Un’altra parte, l’Anis, in cambio degli aumenti ha cercato di smontare un altro pezzettino dei diritti dei lavoratori, quelli che riguardano i loro tempi di vita, puntando ad inserire una flessibilità d’orario a discrezione dell’azienda (senza quindi alcun potere di dissenso per il singolo lavoratore, nemmeno se, a puro titolo di esempio, iniziare un ora prima la mattina, di fronte ad un asilo nido ancora chiuso, lo portasse a non sapere dove lasciare il proprio bambino).

La terza parte, il Governo, ha cercato di mediare senza avere ben chiaro il modello da perseguire, e accompagnando il tutto con una serie di misure (blocco delle tariffe in testa) diseducative, non selettive, molto costose per lo Stato, e assolutamente inutili nel medio termine.

Non si è purtroppo ragionato su quali soluzioni dare ai due fondamentali problemi che abbiamo di fronte in questo momento:

1) quale economia vogliamo e, quindi, che mercato del lavoro dobbiamo metterle a disposizione;

2) come e chi finanzierà gli ammortizzatori sociali necessari per il nuovo mercato del lavoro che avremo.

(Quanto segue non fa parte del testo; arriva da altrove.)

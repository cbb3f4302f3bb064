//! Reporting utilities: residual buckets, effect tables, and formatted
//! terminal output.
//!
//! We keep formatting code in one place so:
//! - the weighting/inference code stays clean and testable
//! - output changes are localized (important for future snapshot tests)

pub mod buckets;
pub mod format;

pub use buckets::*;
pub use format::*;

Se vogliamo un’economia competitiva, dinamica, tecnologica, innovativa, se vogliamo attirare investimenti in settori ad alto valore aggiunto, occorre certamente flessibilità in ingresso e in uscita: il modello del tempo indeterminato per tutti è probabilmente finito, un’eccessiva rigidità è negativa, rende meno produttivo il lavoratore, scoraggia le assunzioni delle imprese.

La flessibilità però aumenta la produttività, gli stimoli del lavoratore e la sua voglia di mettersi in gioco solo in presenza di due fattori: il rispetto dei suoi tempi di vita, della sua dignità professionale e la sicurezza/fiducia nel futuro.

Serve una rete di ammortizzatori sociali capaci di proteggere ogni lavoratore che si trovi in stato di disoccupazione o di non occupazione, garantendogli un reddito legato però alla formazione e alla riqualificazione, anche in azienda, così come succede nelle economie più evolute d’Europa.

Ammortizzatori e flessibilità devono andare assieme, affinché gli uni siano complementari all’altra nella creazione di un sistema virtuoso, competitivo e premiante, ma nella coesione e nella serenità sociale: la precarietà che nasce quando la flessibilità prevale sulle tutele, non è mai elemento di competitività e generatore di crescita duratura.
Credo che la soluzione stia nella flex-security, un sistema che è costoso nel breve termine (ecco perché destinare agli ammortizzatori una grossa parte degli aumenti contrattuali era per me estremamente saggia in questa fase), ma che può dare grandi risultati e mettere tutti gli attori, anziché uno contro l’altro, tutti dalla stessa parte nella grande sfida della competitività e della crescita economica; io continuerò a battermi su questa strada.

Anziché discutere di qualche zero virgola di aumento o di quante ore dare in più di flessibilità, che oltretutto sono materie tipicamente contrattuali e di competenza delle parti sociali, o ancora di quali ulteriori forme contrattuali “creative” inserire (vedi outsourcing interno alle aziende), sarebbe bello che il tavolo unico iniziasse a ragionare su queste questioni “di sistema”. Spero che la pausa serva allo scopo.